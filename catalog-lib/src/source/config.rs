//! Record source configuration

use std::time::Duration;

use url::Url;

use crate::error::ApiError;
use crate::error::Error;

/// Records per page unless configured otherwise.
pub const DEFAULT_PAGE_SIZE: usize = 12;

/// Configuration for a remote record source.
///
/// # Example
///
/// ```
/// use std::time::Duration;
/// use catalog_lib::source::SourceConfig;
///
/// let config = SourceConfig::new("https://shop.example/api/items")
///     .with_page_size(25)
///     .with_timeout(Duration::from_secs(10));
///
/// assert!(config.validate().is_ok());
/// ```
#[derive(Debug, Clone)]
pub struct SourceConfig {
    /// Endpoint that serves pages.
    pub base_url: String,

    /// Records per page, sent as the `pageSize` query parameter.
    ///
    /// Default: 12
    pub page_size: usize,

    /// Whole-request timeout.
    ///
    /// Default: none
    pub timeout: Option<Duration>,

    /// Connection timeout, applied when building the HTTP client.
    ///
    /// Default: none
    pub connect_timeout: Option<Duration>,
}

impl SourceConfig {
    /// Creates a config for the given endpoint with default settings.
    pub fn new(base_url: impl Into<String>) -> Self {
        Self {
            base_url: base_url.into(),
            page_size: DEFAULT_PAGE_SIZE,
            timeout: None,
            connect_timeout: None,
        }
    }

    /// Sets the page size.
    pub fn with_page_size(mut self, page_size: usize) -> Self {
        self.page_size = page_size;
        self
    }

    /// Sets the request timeout.
    pub fn with_timeout(mut self, timeout: Duration) -> Self {
        self.timeout = Some(timeout);
        self
    }

    /// Sets the connection timeout.
    pub fn with_connect_timeout(mut self, timeout: Duration) -> Self {
        self.connect_timeout = Some(timeout);
        self
    }

    /// Checks the settings and returns the parsed endpoint.
    pub fn validate(&self) -> Result<Url, Error> {
        if self.page_size == 0 {
            return Err(Error::config("page size must be at least 1"));
        }
        let url = Url::parse(&self.base_url)
            .map_err(|e| ApiError::InvalidUrl(format!("{}: {}", self.base_url, e)))?;
        match url.scheme() {
            "http" | "https" => Ok(url),
            other => Err(ApiError::InvalidUrl(format!("unsupported scheme '{}'", other)).into()),
        }
    }
}

#[cfg(test)]
mod tests {
    use super::*;

    #[test]
    fn test_defaults() {
        let config = SourceConfig::new("http://localhost:8080/items");
        assert_eq!(config.page_size, DEFAULT_PAGE_SIZE);
        assert!(config.timeout.is_none());
        assert_eq!(config.validate().unwrap().path(), "/items");
    }

    #[test]
    fn test_zero_page_size_rejected() {
        let config = SourceConfig::new("http://localhost/items").with_page_size(0);
        assert!(matches!(config.validate(), Err(Error::Config(_))));
    }

    #[test]
    fn test_bad_urls_rejected() {
        for url in ["not a url", "ftp://host/items"] {
            let result = SourceConfig::new(url).validate();
            assert!(
                matches!(result, Err(Error::Api(ApiError::InvalidUrl(_)))),
                "{url} should be rejected"
            );
        }
    }
}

————————

EXERCISE BRIEF: Find the number of lines in the entries above that hold the string "InvalidUrl", and write only that number.

SOLUTION TO THIS TASK: 3